Showing posts with label Ultramarine. Show all posts
Showing posts with label Ultramarine. Show all posts

Saturday, May 25, 2024

Every Man and Woman is a Star


 

Was the title – Every Man And Woman Is A Star – a conscious nod to Aleister Crowley?


Yes. I think we liked the idea of the all-inclusive slightly hippyish sound of it, but it coming from quite a dark, esoteric source.“

from a Interview with Paul Hammond on Ban Ban Ton Ton


„We would like to dedicate this album to Dewey, whose spirit pervaded the sessions and who will be fondly remembered by us all for his kindness and his wisdom. It was on a late summer evening at Dewey and Cassie's place in Sweetleaf County, Arkansas, that the seeds of these songs were sown.

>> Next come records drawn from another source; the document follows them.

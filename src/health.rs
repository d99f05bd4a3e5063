//! `GET /health` endpoint handler.
//!
//! Returns a [`HealthResponse`] JSON payload with the server version,
//! uptime, the configured upstream and schema name, and cumulative
//! request statistics.

use std::sync::atomic::Ordering;
use std::sync::Arc;

use axum::extract::State;
use axum::Json;
use serde::{Deserialize, Serialize};

use crate::server::AppState;

#[derive(Serialize, Deserialize)]
pub struct HealthResponse {
    pub status: String,
    pub version: String,
    pub uptime_seconds: u64,
    pub upstream: String,
    pub schema_name: String,
    pub stats: StatsResponse,
}

#[derive(Serialize, Deserialize)]
pub struct StatsResponse {
    pub requests_forwarded: u64,
    pub requests_rejected: u64,
    pub requests_failed: u64,
}

pub async fn health_handler(State(state): State<Arc<AppState>>) -> Json<HealthResponse> {
    Json(HealthResponse {
        status: "healthy".to_string(),
        version: env!("CARGO_PKG_VERSION").to_string(),
        uptime_seconds: state.start_time.elapsed().as_secs(),
        upstream: state.config.target.to_string(),
        schema_name: state.config.schema_name.clone(),
        stats: StatsResponse {
            requests_forwarded: state.stats.forwarded.load(Ordering::Relaxed),
            requests_rejected: state.stats.rejected.load(Ordering::Relaxed),
            requests_failed: state.stats.failed.load(Ordering::Relaxed),
        },
    })
}
//! VMware compute resource provisioning.

use sat_shared::{
    entities::{ComputeResource, ComputeResourceSpec, EntityKind, HostGroup},
    pxe::PxeLoader,
};

use super::{
    provisioning_hostgroup_spec, session_location, session_provisioning_sat,
    session_sca_manifest_org,
};
use crate::{
    helpers::{FixtureResult, gen_alpha},
    scope::{FixtureContext, ResourceKind, ScopeLevel},
};

pub async fn session_vmware_cr(ctx: &mut FixtureContext) -> FixtureResult<ComputeResource> {
    let key = ResourceKind::VmwareComputeResource;
    if let Some(cr) = ctx.cached(ScopeLevel::Session, &key)? {
        return Ok(cr);
    }
    let prov = session_provisioning_sat(ctx).await?;
    let org = session_sca_manifest_org(ctx).await?;
    let location = session_location(ctx).await?;
    let vmware = ctx.settings().vmware.clone();

    let api = prov.sat.api().clone();
    let cr = api
        .create_compute_resource(&ComputeResourceSpec {
            name: gen_alpha(12),
            provider: "Vmware".to_string(),
            url: vmware.vcenter,
            user: vmware.username,
            password: vmware.password,
            datacenter: vmware.datacenter,
            organization_ids: vec![org.id],
            location_ids: vec![location.id],
        })
        .await?;
    tracing::info!("Created VMware compute resource {} ({:?})", cr.name, cr.url);
    ctx.defer_delete(ScopeLevel::Session, api, EntityKind::ComputeResource, cr.id, &cr.name)?;
    ctx.store(ScopeLevel::Session, key, cr)
}

/// Provisioning host group bound to the VMware compute resource. Hosts get
/// their ssh keys from the image, so only the activation key is passed.
pub async fn vmware_hostgroup(
    ctx: &mut FixtureContext,
    loader: PxeLoader,
    rhel_version: u32,
) -> FixtureResult<HostGroup> {
    ctx.scope(ScopeLevel::Function)?;
    let cr = session_vmware_cr(ctx).await?;
    let mut spec = provisioning_hostgroup_spec(ctx, loader, rhel_version).await?;
    spec.compute_resource_id = Some(cr.id);
    spec.group_parameters_attributes
        .retain(|p| p.name == "kt_activation_keys");

    let api = session_provisioning_sat(ctx)
        .await?
        .sat
        .api()
        .clone();
    let hostgroup = api.create_host_group(&spec).await?;
    ctx.defer_delete(ScopeLevel::Function, api, EntityKind::HostGroup, hostgroup.id, &hostgroup.name)?;
    Ok(hostgroup)
}
//! Waiting for asynchronous server tasks.
//!
//! A task goes `submitted -> polling -> {success, failure, timeout}`. Only
//! `success` lets a caller continue; the other two are reported as outcomes
//! so the caller decides how to fail. Nothing here cancels the remote task.

use std::{future::Future, time::Duration};

use anyhow::Result;
use tokio::time::Instant;
use tracing::info;

use sat_shared::task::{ForemanTask, TaskResult};

use crate::{
    api::ForemanApi,
    config::TaskSettings,
    util::polling::{WaitConfig, WaitError, wait_for_result},
};

#[derive(Debug, Clone, Copy, PartialEq, Eq)]
pub struct PollConfig {
    pub timeout: Duration,
    pub rate: Duration,
}

impl PollConfig {
    pub fn new(timeout: Duration, rate: Duration) -> Self {
        Self { timeout, rate }
    }

    pub fn from_tries(rate: Duration, max_tries: u32) -> Self {
        Self {
            timeout: rate.saturating_mul(max_tries),
            rate,
        }
    }

    /// Budget for repository syncs.
    pub fn sync(settings: &TaskSettings) -> Self {
        Self::new(
            Duration::from_secs(settings.poll_timeout_secs),
            Duration::from_secs(settings.poll_rate_secs),
        )
    }

    /// Budget for content view publishes.
    pub fn publish(settings: &TaskSettings) -> Self {
        Self::from_tries(
            Duration::from_secs(settings.publish_rate_secs),
            settings.publish_max_tries,
        )
    }

    fn attempts(&self) -> u32 {
        if self.rate.is_zero() {
            return 1;
        }
        let attempts = self.timeout.as_secs_f64() / self.rate.as_secs_f64();
        (attempts.ceil() as u32).max(1)
    }

    fn wait_config(&self, description: String) -> WaitConfig {
        WaitConfig::with_description(description)
            .max_attempts(self.attempts())
            .interval(self.rate)
    }
}

#[derive(Debug, Clone, PartialEq, Eq)]
pub enum TaskOutcome {
    Success(ForemanTask),
    Failure(ForemanTask),
    Timeout { target: String, waited: Duration },
}

impl TaskOutcome {
    pub fn is_success(&self) -> bool {
        matches!(self, TaskOutcome::Success(_))
    }

    fn from_finished(task: ForemanTask) -> Self {
        if task.result == TaskResult::Success {
            TaskOutcome::Success(task)
        } else {
            TaskOutcome::Failure(task)
        }
    }
}

/// Poll one task by id until it finishes or the budget runs out.
pub async fn poll_task(api: &dyn ForemanApi, task_id: &str, config: &PollConfig) -> Result<TaskOutcome> {
    info!("Waiting for task {} (timeout {:?})", task_id, config.timeout);
    poll_until(config, &format!("task {task_id}"), task_id, || async move {
        let task = api.read_task(task_id).await?;
        Ok(task.is_finished().then_some(task))
    })
    .await
}

/// Poll a task search until every match has finished; the outcome is that of
/// the first match. No match within the budget counts as a timeout.
pub async fn poll_task_search(
    api: &dyn ForemanApi,
    query: &str,
    config: &PollConfig,
) -> Result<TaskOutcome> {
    info!("Waiting for tasks matching '{}'", query);
    poll_until(config, &format!("tasks '{query}'"), query, || async move {
        let tasks = api.search_tasks(query).await?;
        let done = !tasks.is_empty() && tasks.iter().all(ForemanTask::is_finished);
        Ok(if done { tasks.into_iter().next() } else { None })
    })
    .await
}

/// A timeout reports the time actually spent polling, not the budget.
async fn poll_until<F, Fut>(
    config: &PollConfig,
    description: &str,
    target: &str,
    probe: F,
) -> Result<TaskOutcome>
where
    F: FnMut() -> Fut,
    Fut: Future<Output = Result<Option<ForemanTask>>>,
{
    let started = Instant::now();
    match wait_for_result(config.wait_config(description.to_string()), probe).await {
        Ok(task) => Ok(TaskOutcome::from_finished(task)),
        Err(WaitError::Timeout { .. }) => Ok(TaskOutcome::Timeout {
            target: target.to_string(),
            waited: started.elapsed(),
        }),
        Err(WaitError::Check(e)) => Err(e),
    }
}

With a belly full of Cassie's hog-roast and a head full of Dewey's moonshine, talk turned to music. Dewey said "There is music for the body and there is music for the mind. Music for the body picks you off the floor and hurls you into physical activity. Music for the mind floats you gently downstream, through pleasurable twists and turns, ups and downs, rapids and calm waters...

And sometimes there is music for the body and for the mind."

After a few more bottles and some fine bearclaw, we made our way up to the ridge to take in the night air. Looking up at the sky, Dewey said, with a tear in his eye and way too much booze inside him, "Every man and woman is a star." His comment passed us by at the time, but these words stayed with us and gradually became our focal point during work on this album.“

- from the inlay cover of Every Man and Woman is a Star - 




Who can say why and why one was interested in this or that thing in one's life? Why you read this book, or another one, or whether you read books at all, or whether you liked music and what kind. You are certainly influenced by your parents and friends and were dependent on their understanding of culture before you discovered and followed your own path. It's difficult for me to attribute my interest in this or that music, or my preference for certain authors and films, to these influences. There must always have been something of its own there that emerged at some point and found its way. For me it was electronic pop music, OMD, Heaven 17, Depeche Mode, New Order & Cabaret Voltaire, later acid house, ambient & dub and everything else developed from that. The music itself was my biggest influence, and the radio DJs who shared the music with us. I owe more to John Peel or Monika Dietl than to any living person around me. And I'm glad it's this music & not death metal or classical music from the 18th century. Fans of this music will probably think the same as me.


In 1992, a friend and I were sitting in our sparsely furnished apartments, each our first apartment after moving out of our parents' homes, and listening to the album by a band called Ultramarine - which had become our attention through reviews in magazines - “Every Man and Woman is a Star.” We both grew up with the pop of the 80s, but while my friend, after an initial interest in house music and techno, including visits to the relevant clubs (Tresor etc.), increasingly felt drawn to Prince and Eros Ramazotti, I kept going the electronic route. Calexico, Tindersticks and so many other things came much later. And the realization that all this music found space inside me.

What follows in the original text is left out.